Working data:

== == ==

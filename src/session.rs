//! Versioned conversation state keyed by session id.
//!
//! Every stored context carries a version that starts at 1. Writers supply the version they
//! read; a write against any other version is rejected with
//! [`SessionError::VersionConflict`], so concurrent turns cannot silently drop each other's
//! draft changes.

use crate::{error::ErrorKind, generation::ResumeDraft};
use async_trait::async_trait;
use serde::{Deserialize, Serialize};
use std::{collections::HashMap, sync::Mutex};
use thiserror::Error;
use tokio::sync::OnceCell;

/// State of one conversation.
#[derive(Debug, Clone, PartialEq, Serialize, Deserialize)]
pub struct SessionContext {
    /// Conversation identifier.
    pub session_id: String,
    /// User the resume is built for.
    pub user_id: String,
    /// Target job description.
    pub job_description: String,
    /// Latest accepted content per section.
    #[serde(default)]
    pub resume_state: ResumeDraft,
    /// Version of the stored record this context was read from.
    #[serde(default)]
    pub version: u64,
}

/// Errors raised by session stores.
#[derive(Debug, Error)]
pub enum SessionError {
    /// Redis command failed.
    #[error("Session backend failed: {0}")]
    Redis(#[from] redis::RedisError),
    /// `create` was called for an existing session.
    #[error("Session {session_id} already exists")]
    AlreadyExists {
        /// Offending session.
        session_id: String,
    },
    /// `update` was called for a session that does not exist.
    #[error("Session {session_id} not found")]
    NotFound {
        /// Missing session.
        session_id: String,
    },
    /// Stored version differs from the one the writer read.
    #[error("Session {session_id} changed concurrently: expected version {expected}, found {actual}")]
    VersionConflict {
        /// Affected session.
        session_id: String,
        /// Version the writer read.
        expected: u64,
        /// Version currently stored.
        actual: u64,
    },
    /// Stored record could not be decoded.
    #[error("Corrupt session {session_id}: {reason}")]
    Corrupt {
        /// Affected session.
        session_id: String,
        /// What failed to decode.
        reason: String,
    },
    /// Local state could not be accessed.
    #[error("Session store unavailable: {0}")]
    Unavailable(String),
}

impl SessionError {
    /// Classify the failure for callers.
    pub const fn kind(&self) -> ErrorKind {
        match self {
            Self::Redis(_) | Self::Unavailable(_) => ErrorKind::UpstreamUnavailable,
            Self::AlreadyExists { .. } | Self::VersionConflict { .. } => ErrorKind::Validation,
            Self::NotFound { .. } => ErrorKind::NotFound,
            Self::Corrupt { .. } => ErrorKind::MalformedUpstreamOutput,
        }
    }
}

/// Durable session state with optimistic concurrency.
#[async_trait]
pub trait SessionStore: Send + Sync {
    /// Context of `session_id`, or `None` if the session does not exist.
    async fn get(&self, session_id: &str) -> Result<Option<SessionContext>, SessionError>;

    /// Create a session with an empty draft at version 1.
    async fn create(
        &self,
        session_id: &str,
        user_id: &str,
        job_description: &str,
    ) -> Result<SessionContext, SessionError>;

    /// Overwrite the session if its stored version is still `expected_version`.
    ///
    /// Returns the stored context carrying the incremented version.
    async fn update(
        &self,
        session_id: &str,
        expected_version: u64,
        context: SessionContext,
    ) -> Result<SessionContext, SessionError>;
}

fn fresh_context(session_id: &str, user_id: &str, job_description: &str) -> SessionContext {
    SessionContext {
        session_id: session_id.to_string(),
        user_id: user_id.to_string(),
        job_description: job_description.to_string(),
        resume_state: ResumeDraft::new(),
        version: 1,
    }
}

/// Process-local session store.
#[derive(Default)]
pub struct InMemorySessionStore {
    sessions: Mutex<HashMap<String, SessionContext>>,
}

impl InMemorySessionStore {
    /// Create an empty store.
    pub fn new() -> Self {
        Self::default()
    }
}

fn poisoned() -> SessionError {
    SessionError::Unavailable("session lock poisoned".into())
}

#[async_trait]
impl SessionStore for InMemorySessionStore {
    async fn get(&self, session_id: &str) -> Result<Option<SessionContext>, SessionError> {
        Ok(self
            .sessions
            .lock()
            .map_err(|_| poisoned())?
            .get(session_id)
            .cloned())
    }

    async fn create(
        &self,
        session_id: &str,
        user_id: &str,
        job_description: &str,
    ) -> Result<SessionContext, SessionError> {
        let mut sessions = self.sessions.lock().map_err(|_| poisoned())?;
        if sessions.contains_key(session_id) {
            return Err(SessionError::AlreadyExists {
                session_id: session_id.to_string(),
            });
        }
        let context = fresh_context(session_id, user_id, job_description);
        sessions.insert(session_id.to_string(), context.clone());
        Ok(context)
    }

    async fn update(
        &self,
        session_id: &str,
        expected_version: u64,
        mut context: SessionContext,
    ) -> Result<SessionContext, SessionError> {
        let mut sessions = self.sessions.lock().map_err(|_| poisoned())?;
        let stored = sessions
            .get_mut(session_id)
            .ok_or_else(|| SessionError::NotFound {
                session_id: session_id.to_string(),
            })?;
        if stored.version != expected_version {
            return Err(SessionError::VersionConflict {
                session_id: session_id.to_string(),
                expected: expected_version,
                actual: stored.version,
            });
        }
        context.session_id = session_id.to_string();
        context.version = expected_version + 1;
        *stored = context.clone();
        Ok(context)
    }
}

const VERSION_FIELD: &str = "version";
const DATA_FIELD: &str = "data";

/// Creates the hash only when the key is absent. Returns 1 on creation, 0 otherwise.
const CREATE_SCRIPT: &str = r"
if redis.call('EXISTS', KEYS[1]) == 1 then
  return 0
end
redis.call('HSET', KEYS[1], 'version', ARGV[1], 'data', ARGV[2])
return 1
";

/// Compare-and-set on the version field.
/// Returns {1, new} on success, {0, current} on conflict, {-1, 0} when missing.
const UPDATE_SCRIPT: &str = r"
local current = redis.call('HGET', KEYS[1], 'version')
if not current then
  return {-1, 0}
end
if tonumber(current) ~= tonumber(ARGV[1]) then
  return {0, tonumber(current)}
end
local next = tonumber(current) + 1
redis.call('HSET', KEYS[1], 'version', next, 'data', ARGV[2])
return {1, next}
";

/// Redis-backed session store: one hash per session at `session_context:{id}`.
pub struct RedisSessionStore {
    client: redis::Client,
    connection: OnceCell<redis::aio::MultiplexedConnection>,
    create_script: redis::Script,
    update_script: redis::Script,
}

impl RedisSessionStore {
    /// Build a store on top of an opened Redis client.
    pub fn new(client: redis::Client) -> Self {
        Self {
            client,
            connection: OnceCell::new(),
            create_script: redis::Script::new(CREATE_SCRIPT),
            update_script: redis::Script::new(UPDATE_SCRIPT),
        }
    }

    async fn connection(&self) -> Result<redis::aio::MultiplexedConnection, SessionError> {
        let connection = self
            .connection
            .get_or_try_init(|| self.client.get_multiplexed_async_connection())
            .await?;
        Ok(connection.clone())
    }

    fn key(session_id: &str) -> String {
        format!("session_context:{session_id}")
    }
}

fn encode(context: &SessionContext) -> Result<String, SessionError> {
    serde_json::to_string(context).map_err(|err| SessionError::Corrupt {
        session_id: context.session_id.clone(),
        reason: err.to_string(),
    })
}

fn decode(session_id: &str, version: u64, data: &str) -> Result<SessionContext, SessionError> {
    let mut context: SessionContext =
        serde_json::from_str(data).map_err(|err| SessionError::Corrupt {
            session_id: session_id.to_string(),
            reason: err.to_string(),
        })?;
    context.session_id = session_id.to_string();
    context.version = version;
    Ok(context)
}

#[async_trait]
impl SessionStore for RedisSessionStore {
    async fn get(&self, session_id: &str) -> Result<Option<SessionContext>, SessionError> {
        let mut conn = self.connection().await?;
        let (version, data): (Option<u64>, Option<String>) = redis::cmd("HMGET")
            .arg(Self::key(session_id))
            .arg(VERSION_FIELD)
            .arg(DATA_FIELD)
            .query_async(&mut conn)
            .await?;
        match (version, data) {
            (Some(version), Some(data)) => decode(session_id, version, &data).map(Some),
            (None, None) => Ok(None),
            _ => Err(SessionError::Corrupt {
                session_id: session_id.to_string(),
                reason: "version and data fields out of step".into(),
            }),
        }
    }

    async fn create(
        &self,
        session_id: &str,
        user_id: &str,
        job_description: &str,
    ) -> Result<SessionContext, SessionError> {
        let context = fresh_context(session_id, user_id, job_description);
        let payload = encode(&context)?;
        let mut conn = self.connection().await?;
        let created: i64 = self
            .create_script
            .key(Self::key(session_id))
            .arg(context.version)
            .arg(payload)
            .invoke_async(&mut conn)
            .await?;
        if created == 1 {
            tracing::debug!(session_id, "Session created");
            Ok(context)
        } else {
            Err(SessionError::AlreadyExists {
                session_id: session_id.to_string(),
            })
        }
    }

    async fn update(
        &self,
        session_id: &str,
        expected_version: u64,
        mut context: SessionContext,
    ) -> Result<SessionContext, SessionError> {
        context.session_id = session_id.to_string();
        let payload = encode(&context)?;
        let mut conn = self.connection().await?;
        let (status, version): (i64, i64) = self
            .update_script
            .key(Self::key(session_id))
            .arg(expected_version)
            .arg(payload)
            .invoke_async(&mut conn)
            .await?;
        match status {
            1 => {
                context.version = u64::try_from(version).unwrap_or(expected_version + 1);
                Ok(context)
            }
            0 => Err(SessionError::VersionConflict {
                session_id: session_id.to_string(),
                expected: expected_version,
                actual: u64::try_from(version).unwrap_or_default(),
            }),
            _ => Err(SessionError::NotFound {
                session_id: session_id.to_string(),
            }),
        }
    }
}

#[cfg(test)]
mod tests {
    use super::*;
    use crate::generation::SectionContent;

    #[tokio::test]
    async fn create_starts_at_version_one_and_refuses_duplicates() {
        let store = InMemorySessionStore::new();
        assert!(store.get("s1").await.expect("get").is_none());

        let context = store.create("s1", "u1", "Rust role").await.expect("create");
        assert_eq!(context.version, 1);
        assert!(context.resume_state.is_empty());

        let error = store.create("s1", "u2", "Other").await.expect_err("duplicate");
        assert!(matches!(error, SessionError::AlreadyExists { .. }));
        assert_eq!(store.get("s1").await.expect("get").map(|ctx| ctx.user_id), Some("u1".into()));
    }

    #[tokio::test]
    async fn stale_writer_is_rejected() {
        let store = InMemorySessionStore::new();
        let original = store.create("s1", "u1", "Rust role").await.expect("create");

        let mut first = original.clone();
        first.resume_state.insert("summary", SectionContent::Text("A".into()));
        let stored = store.update("s1", original.version, first).await.expect("first");
        assert_eq!(stored.version, 2);

        let mut second = original.clone();
        second.resume_state.insert("skills", SectionContent::Items(vec!["Rust".into()]));
        let error = store
            .update("s1", original.version, second)
            .await
            .expect_err("conflict");
        assert!(matches!(
            error,
            SessionError::VersionConflict {
                expected: 1,
                actual: 2,
                ..
            }
        ));

        let current = store.get("s1").await.expect("get").expect("session");
        assert!(current.resume_state.get("summary").is_some());
        assert!(current.resume_state.get("skills").is_none());
    }

    #[tokio::test]
    async fn updating_unknown_session_is_not_found() {
        let store = InMemorySessionStore::new();
        let context = fresh_context("ghost", "u1", "jd");
        let error = store.update("ghost", 1, context).await.expect_err("missing");
        assert_eq!(error.kind(), ErrorKind::NotFound);
    }

    #[test]
    fn redis_records_decode_with_stored_version() {
        let data = r#"{"session_id":"old","user_id":"u1","job_description":"jd","resume_state":{"summary":"Hi"}}"#;
        let context = decode("s1", 4, data).expect("decode");
        assert_eq!(context.session_id, "s1");
        assert_eq!(context.version, 4);
        assert_eq!(context.resume_state.get("summary"), Some(&SectionContent::Text("Hi".into())));

        assert!(matches!(decode("s1", 1, "not json"), Err(SessionError::Corrupt { .. })));
    }
}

== == ==

Look back at the entries above. Retype the line with "by session stores.", the line with "an existing session.", and all lines in between.

Response area:
/// Errors raised by session stores.
#[derive(Debug, Error)]
pub enum SessionError {
    /// Redis command failed.
    #[error("Session backend failed: {0}")]
    Redis(#[from] redis::RedisError),
    /// `create` was called for an existing session.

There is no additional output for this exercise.